**EXERCISE**
Go through the data below and return each line where the string "Parser" occurs.

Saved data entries
-----
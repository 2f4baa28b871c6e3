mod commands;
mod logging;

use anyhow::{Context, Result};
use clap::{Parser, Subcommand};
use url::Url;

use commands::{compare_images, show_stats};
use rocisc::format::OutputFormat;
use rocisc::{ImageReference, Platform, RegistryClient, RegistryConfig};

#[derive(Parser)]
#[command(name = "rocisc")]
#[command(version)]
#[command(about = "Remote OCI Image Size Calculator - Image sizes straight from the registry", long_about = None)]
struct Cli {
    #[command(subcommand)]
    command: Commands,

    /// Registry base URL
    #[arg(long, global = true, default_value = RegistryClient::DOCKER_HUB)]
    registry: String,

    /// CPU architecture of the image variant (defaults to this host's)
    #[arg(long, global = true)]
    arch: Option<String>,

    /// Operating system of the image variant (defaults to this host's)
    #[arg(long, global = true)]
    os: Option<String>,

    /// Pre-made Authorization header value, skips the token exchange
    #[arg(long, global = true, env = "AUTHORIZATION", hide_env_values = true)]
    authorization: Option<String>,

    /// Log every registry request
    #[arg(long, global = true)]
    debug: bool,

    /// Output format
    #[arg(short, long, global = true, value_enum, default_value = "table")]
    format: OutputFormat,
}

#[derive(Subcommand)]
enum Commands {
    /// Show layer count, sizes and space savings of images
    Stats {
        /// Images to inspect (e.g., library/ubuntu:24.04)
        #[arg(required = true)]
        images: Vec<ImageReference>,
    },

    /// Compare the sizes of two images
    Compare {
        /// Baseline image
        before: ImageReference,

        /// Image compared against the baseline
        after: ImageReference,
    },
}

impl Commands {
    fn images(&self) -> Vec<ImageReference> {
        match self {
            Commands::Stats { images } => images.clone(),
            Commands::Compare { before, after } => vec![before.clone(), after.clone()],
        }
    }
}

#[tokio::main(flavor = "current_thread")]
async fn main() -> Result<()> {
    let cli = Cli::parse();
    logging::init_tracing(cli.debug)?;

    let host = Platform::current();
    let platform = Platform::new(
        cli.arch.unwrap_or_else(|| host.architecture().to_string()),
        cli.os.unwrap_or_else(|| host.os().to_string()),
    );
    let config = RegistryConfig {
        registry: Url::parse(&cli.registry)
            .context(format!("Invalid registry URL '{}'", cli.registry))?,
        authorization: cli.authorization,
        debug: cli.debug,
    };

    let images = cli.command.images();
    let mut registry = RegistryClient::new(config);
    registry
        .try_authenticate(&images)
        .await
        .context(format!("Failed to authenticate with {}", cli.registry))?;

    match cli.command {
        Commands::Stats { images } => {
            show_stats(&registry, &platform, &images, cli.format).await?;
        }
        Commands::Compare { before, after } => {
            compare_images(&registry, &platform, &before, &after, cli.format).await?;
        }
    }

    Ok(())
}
-----
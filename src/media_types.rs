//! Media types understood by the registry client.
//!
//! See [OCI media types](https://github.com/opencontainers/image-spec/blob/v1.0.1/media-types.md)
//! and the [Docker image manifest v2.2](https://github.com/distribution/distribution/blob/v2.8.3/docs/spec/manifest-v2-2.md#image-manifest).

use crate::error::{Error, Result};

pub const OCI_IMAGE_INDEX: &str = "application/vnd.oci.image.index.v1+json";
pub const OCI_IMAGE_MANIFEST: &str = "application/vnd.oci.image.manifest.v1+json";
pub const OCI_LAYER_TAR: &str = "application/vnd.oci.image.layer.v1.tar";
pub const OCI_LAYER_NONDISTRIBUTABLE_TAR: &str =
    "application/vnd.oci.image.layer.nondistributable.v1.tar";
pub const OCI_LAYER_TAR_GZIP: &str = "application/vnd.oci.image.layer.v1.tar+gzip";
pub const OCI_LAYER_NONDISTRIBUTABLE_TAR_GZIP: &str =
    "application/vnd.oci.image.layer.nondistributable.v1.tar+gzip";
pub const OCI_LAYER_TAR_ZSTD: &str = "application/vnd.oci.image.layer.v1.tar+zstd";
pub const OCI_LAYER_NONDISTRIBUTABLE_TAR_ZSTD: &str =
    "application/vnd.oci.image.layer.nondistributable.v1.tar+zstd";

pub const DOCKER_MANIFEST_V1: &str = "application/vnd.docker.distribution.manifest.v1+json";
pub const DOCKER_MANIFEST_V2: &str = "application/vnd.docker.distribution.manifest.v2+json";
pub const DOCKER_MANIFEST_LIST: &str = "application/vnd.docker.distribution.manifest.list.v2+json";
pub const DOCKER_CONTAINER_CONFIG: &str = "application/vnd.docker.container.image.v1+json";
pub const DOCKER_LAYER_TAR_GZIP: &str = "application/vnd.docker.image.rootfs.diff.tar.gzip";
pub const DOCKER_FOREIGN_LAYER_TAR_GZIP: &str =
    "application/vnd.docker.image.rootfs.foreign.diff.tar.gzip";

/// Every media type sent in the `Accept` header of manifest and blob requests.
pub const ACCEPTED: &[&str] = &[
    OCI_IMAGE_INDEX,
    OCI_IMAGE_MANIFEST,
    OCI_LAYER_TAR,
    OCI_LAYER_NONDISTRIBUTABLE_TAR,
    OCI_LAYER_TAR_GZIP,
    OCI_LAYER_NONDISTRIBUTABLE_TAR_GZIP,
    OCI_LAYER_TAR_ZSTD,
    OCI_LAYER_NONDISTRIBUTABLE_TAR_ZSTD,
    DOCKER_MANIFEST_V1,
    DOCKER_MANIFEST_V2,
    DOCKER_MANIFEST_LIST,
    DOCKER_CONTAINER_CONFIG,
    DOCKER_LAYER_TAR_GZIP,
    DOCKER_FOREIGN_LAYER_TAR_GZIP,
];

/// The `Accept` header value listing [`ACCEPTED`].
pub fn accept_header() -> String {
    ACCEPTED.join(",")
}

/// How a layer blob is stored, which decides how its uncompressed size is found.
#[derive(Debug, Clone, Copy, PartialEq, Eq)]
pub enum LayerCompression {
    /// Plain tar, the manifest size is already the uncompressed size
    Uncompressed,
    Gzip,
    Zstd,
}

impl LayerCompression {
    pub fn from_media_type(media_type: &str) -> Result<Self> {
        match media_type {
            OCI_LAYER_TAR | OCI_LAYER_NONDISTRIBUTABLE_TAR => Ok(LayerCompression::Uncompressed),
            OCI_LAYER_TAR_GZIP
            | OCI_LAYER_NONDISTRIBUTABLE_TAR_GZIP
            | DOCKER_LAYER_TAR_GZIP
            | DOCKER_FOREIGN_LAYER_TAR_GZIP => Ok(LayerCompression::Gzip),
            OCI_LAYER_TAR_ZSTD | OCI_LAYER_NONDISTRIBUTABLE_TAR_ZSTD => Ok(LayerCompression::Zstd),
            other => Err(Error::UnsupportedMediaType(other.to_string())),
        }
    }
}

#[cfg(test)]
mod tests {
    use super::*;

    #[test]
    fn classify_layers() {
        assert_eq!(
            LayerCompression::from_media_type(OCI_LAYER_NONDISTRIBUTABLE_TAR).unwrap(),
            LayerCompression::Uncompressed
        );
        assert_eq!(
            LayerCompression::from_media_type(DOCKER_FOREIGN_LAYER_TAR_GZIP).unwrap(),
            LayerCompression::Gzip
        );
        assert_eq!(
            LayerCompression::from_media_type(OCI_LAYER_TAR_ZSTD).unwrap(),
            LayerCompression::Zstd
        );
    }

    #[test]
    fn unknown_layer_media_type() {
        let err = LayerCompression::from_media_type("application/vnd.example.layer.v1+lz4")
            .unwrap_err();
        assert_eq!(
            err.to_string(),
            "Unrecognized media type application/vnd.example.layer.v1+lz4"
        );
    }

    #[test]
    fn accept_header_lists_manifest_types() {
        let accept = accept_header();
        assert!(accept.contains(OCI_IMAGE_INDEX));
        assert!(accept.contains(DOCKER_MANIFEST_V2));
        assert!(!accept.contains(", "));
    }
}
-----
**ANSWER BOX**
use clap::{Parser, Subcommand};
#[derive(Parser)]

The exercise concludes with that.